[Stored data]
== == ==
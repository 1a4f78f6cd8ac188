//! Saved contacts.

use serde_json::{json, Value};

use super::client::ApiClient;
use super::registry::{Domain, MutationDef, QueryDef};
use super::types::{Contact, ContactInput};
use crate::cache::{CacheResult, Retention, Tag};
use crate::error::ApiError;
use crate::transport::Method;

pub const LIST: QueryDef = QueryDef {
  id: "contact.list",
  provides: &[Tag::Contact],
  retention: Retention::Frequent,
};

pub const GET: QueryDef = QueryDef {
  id: "contact.get",
  provides: &[Tag::Contact],
  retention: Retention::Frequent,
};

pub const CREATE: MutationDef = MutationDef {
  id: "contact.create",
  method: Method::Post,
  invalidates: &[Tag::Contact],
};

pub const UPDATE: MutationDef = MutationDef {
  id: "contact.update",
  method: Method::Put,
  invalidates: &[Tag::Contact],
};

pub const DELETE: MutationDef = MutationDef {
  id: "contact.delete",
  method: Method::Delete,
  invalidates: &[Tag::Contact],
};

pub const DOMAIN: Domain = Domain {
  name: "contact",
  queries: &[LIST, GET],
  mutations: &[CREATE, UPDATE, DELETE],
};

pub struct ContactApi<'a> {
  client: &'a ApiClient,
}

impl<'a> ContactApi<'a> {
  pub(crate) fn new(client: &'a ApiClient) -> Self {
    Self { client }
  }

  pub async fn list(&self) -> Result<CacheResult<Vec<Contact>>, ApiError> {
    let request = self.client.request(Method::Get, "/contacts");
    self.client.read(LIST.id, Value::Null, request).await
  }

  pub async fn get(&self, contact_id: &str) -> Result<CacheResult<Contact>, ApiError> {
    let request = self
      .client
      .request(Method::Get, format!("/contacts/{}", contact_id));
    self
      .client
      .read(GET.id, json!({ "id": contact_id }), request)
      .await
  }

  pub async fn create(&self, contact: &ContactInput) -> Result<Contact, ApiError> {
    let request = self
      .client
      .request(CREATE.method, "/contacts")
      .with_body(json!(contact));
    self.client.write(CREATE.id, request).await
  }

  pub async fn update(&self, contact_id: &str, contact: &ContactInput) -> Result<Contact, ApiError> {
    let request = self
      .client
      .request(UPDATE.method, format!("/contacts/{}", contact_id))
      .with_body(json!(contact));
    self.client.write(UPDATE.id, request).await
  }

  pub async fn delete(&self, contact_id: &str) -> Result<(), ApiError> {
    let request = self
      .client
      .request(DELETE.method, format!("/contacts/{}", contact_id));
    let _: Value = self.client.write(DELETE.id, request).await?;
    Ok(())
  }
}

#[cfg(test)]
mod tests {
  use super::*;
  use crate::cache::{CacheSource, CacheStatus, QueryKey};
  use crate::testing::{client, FakeTransport};

  #[tokio::test]
  async fn test_update_refreshes_list_and_detail() {
    let fake = FakeTransport::new();
    fake.respond(Method::Get, "/contacts", json!([{ "id": "c1", "name": "Ada" }]));
    fake.respond(Method::Get, "/contacts/c1", json!({ "id": "c1", "name": "Ada" }));
    fake.respond(
      Method::Put,
      "/contacts/c1",
      json!({ "id": "c1", "name": "Ada L." }),
    );
    let api = client(&fake);

    api.contacts().list().await.unwrap();
    api.contacts().get("c1").await.unwrap();

    fake.respond(Method::Get, "/contacts", json!([{ "id": "c1", "name": "Ada L." }]));
    fake.respond(Method::Get, "/contacts/c1", json!({ "id": "c1", "name": "Ada L." }));
    let updated = api
      .contacts()
      .update(
        "c1",
        &ContactInput {
          name: "Ada L.".into(),
          ..Default::default()
        },
      )
      .await
      .unwrap();
    assert_eq!(updated.name, "Ada L.");
    assert_eq!(
      fake.requests().last().and_then(|r| r.body.clone()),
      Some(json!({ "name": "Ada L." }))
    );

    let detail = api.contacts().get("c1").await.unwrap();
    assert_eq!(detail.source, CacheSource::Network);
    assert_eq!(detail.data.name, "Ada L.");
    assert_eq!(api.contacts().list().await.unwrap().data[0].name, "Ada L.");
  }

  #[tokio::test]
  async fn test_contact_writes_leave_wallet_cache_alone() {
    let fake = FakeTransport::new();
    fake.respond(Method::Get, "/wallet/user", json!([]));
    fake.respond(Method::Delete, "/contacts/c9", Value::Null);
    let api = client(&fake);

    api.wallets().user_wallets().await.unwrap();
    api.contacts().delete("c9").await.unwrap();

    assert_eq!(
      api.cache().status(&QueryKey::bare(crate::api::wallet::USER.id)),
      Some(CacheStatus::Fresh)
    );
  }

  #[tokio::test]
  async fn test_missing_contact_is_server_error() {
    let fake = FakeTransport::new();
    let api = client(&fake);

    let err = api.contacts().get("ghost").await.unwrap_err();
    assert!(matches!(err, ApiError::Server { status: 404, .. }));
  }
}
== == ==
▶ _Exercise description_
Set every entry down verbatim.

▶ _Response box_
repository 1a4f78f6cd8ac188
//! Saved contacts.

use serde_json::{json, Value};

use super::client::ApiClient;
use super::registry::{Domain, MutationDef, QueryDef};
use super::types::{Contact, ContactInput};
use crate::cache::{CacheResult, Retention, Tag};
use crate::error::ApiError;
use crate::transport::Method;

pub const LIST: QueryDef = QueryDef {
  id: "contact.list",
  provides: &[Tag::Contact],
  retention: Retention::Frequent,
};

pub const GET: QueryDef = QueryDef {
  id: "contact.get",
  provides: &[Tag::Contact],
  retention: Retention::Frequent,
};

pub const CREATE: MutationDef = MutationDef {
  id: "contact.create",
  method: Method::Post,
  invalidates: &[Tag::Contact],
};

pub const UPDATE: MutationDef = MutationDef {
  id: "contact.update",
  method: Method::Put,
  invalidates: &[Tag::Contact],
};

pub const DELETE: MutationDef = MutationDef {
  id: "contact.delete",
  method: Method::Delete,
  invalidates: &[Tag::Contact],
};

pub const DOMAIN: Domain = Domain {
  name: "contact",
  queries: &[LIST, GET],
  mutations: &[CREATE, UPDATE, DELETE],
};

pub struct ContactApi<'a> {
  client: &'a ApiClient,
}

impl<'a> ContactApi<'a> {
  pub(crate) fn new(client: &'a ApiClient) -> Self {
    Self { client }
  }

  pub async fn list(&self) -> Result<CacheResult<Vec<Contact>>, ApiError> {
    let request = self.client.request(Method::Get, "/contacts");
    self.client.read(LIST.id, Value::Null, request).await
  }

  pub async fn get(&self, contact_id: &str) -> Result<CacheResult<Contact>, ApiError> {
    let request = self
      .client
      .request(Method::Get, format!("/contacts/{}", contact_id));
    self
      .client
      .read(GET.id, json!({ "id": contact_id }), request)
      .await
  }

  pub async fn create(&self, contact: &ContactInput) -> Result<Contact, ApiError> {
    let request = self
      .client
      .request(CREATE.method, "/contacts")
      .with_body(json!(contact));
    self.client.write(CREATE.id, request).await
  }

  pub async fn update(&self, contact_id: &str, contact: &ContactInput) -> Result<Contact, ApiError> {
    let request = self
      .client
      .request(UPDATE.method, format!("/contacts/{}", contact_id))
      .with_body(json!(contact));
    self.client.write(UPDATE.id, request).await
  }

  pub async fn delete(&self, contact_id: &str) -> Result<(), ApiError> {
    let request = self
      .client
      .request(DELETE.method, format!("/contacts/{}", contact_id));
    let _: Value = self.client.write(DELETE.id, request).await?;
    Ok(())
  }
}

#[cfg(test)]
mod tests {
  use super::*;
  use crate::cache::{CacheSource, CacheStatus, QueryKey};
  use crate::testing::{client, FakeTransport};

  #[tokio::test]
  async fn test_update_refreshes_list_and_detail() {
    let fake = FakeTransport::new();
    fake.respond(Method::Get, "/contacts", json!([{ "id": "c1", "name": "Ada" }]));
    fake.respond(Method::Get, "/contacts/c1", json!({ "id": "c1", "name": "Ada" }));
    fake.respond(
      Method::Put,
      "/contacts/c1",
      json!({ "id": "c1", "name": "Ada L." }),
    );
    let api = client(&fake);

    api.contacts().list().await.unwrap();
    api.contacts().get("c1").await.unwrap();

    fake.respond(Method::Get, "/contacts", json!([{ "id": "c1", "name": "Ada L." }]));
    fake.respond(Method::Get, "/contacts/c1", json!({ "id": "c1", "name": "Ada L." }));
    let updated = api
      .contacts()
      .update(
        "c1",
        &ContactInput {
          name: "Ada L.".into(),
          ..Default::default()
        },
      )
      .await
      .unwrap();
    assert_eq!(updated.name, "Ada L.");
    assert_eq!(
      fake.requests().last().and_then(|r| r.body.clone()),
      Some(json!({ "name": "Ada L." }))
    );

    let detail = api.contacts().get("c1").await.unwrap();
    assert_eq!(detail.source, CacheSource::Network);
    assert_eq!(detail.data.name, "Ada L.");
    assert_eq!(api.contacts().list().await.unwrap().data[0].name, "Ada L.");
  }

  #[tokio::test]
  async fn test_contact_writes_leave_wallet_cache_alone() {
    let fake = FakeTransport::new();
    fake.respond(Method::Get, "/wallet/user", json!([]));
    fake.respond(Method::Delete, "/contacts/c9", Value::Null);
    let api = client(&fake);

    api.wallets().user_wallets().await.unwrap();
    api.contacts().delete("c9").await.unwrap();

    assert_eq!(
      api.cache().status(&QueryKey::bare(crate::api::wallet::USER.id)),
      Some(CacheStatus::Fresh)
    );
  }

  #[tokio::test]
  async fn test_missing_contact_is_server_error() {
    let fake = FakeTransport::new();
    let api = client(&fake);

    let err = api.contacts().get("ghost").await.unwrap_err();
    assert!(matches!(err, ApiError::Server { status: 404, .. }));
  }
}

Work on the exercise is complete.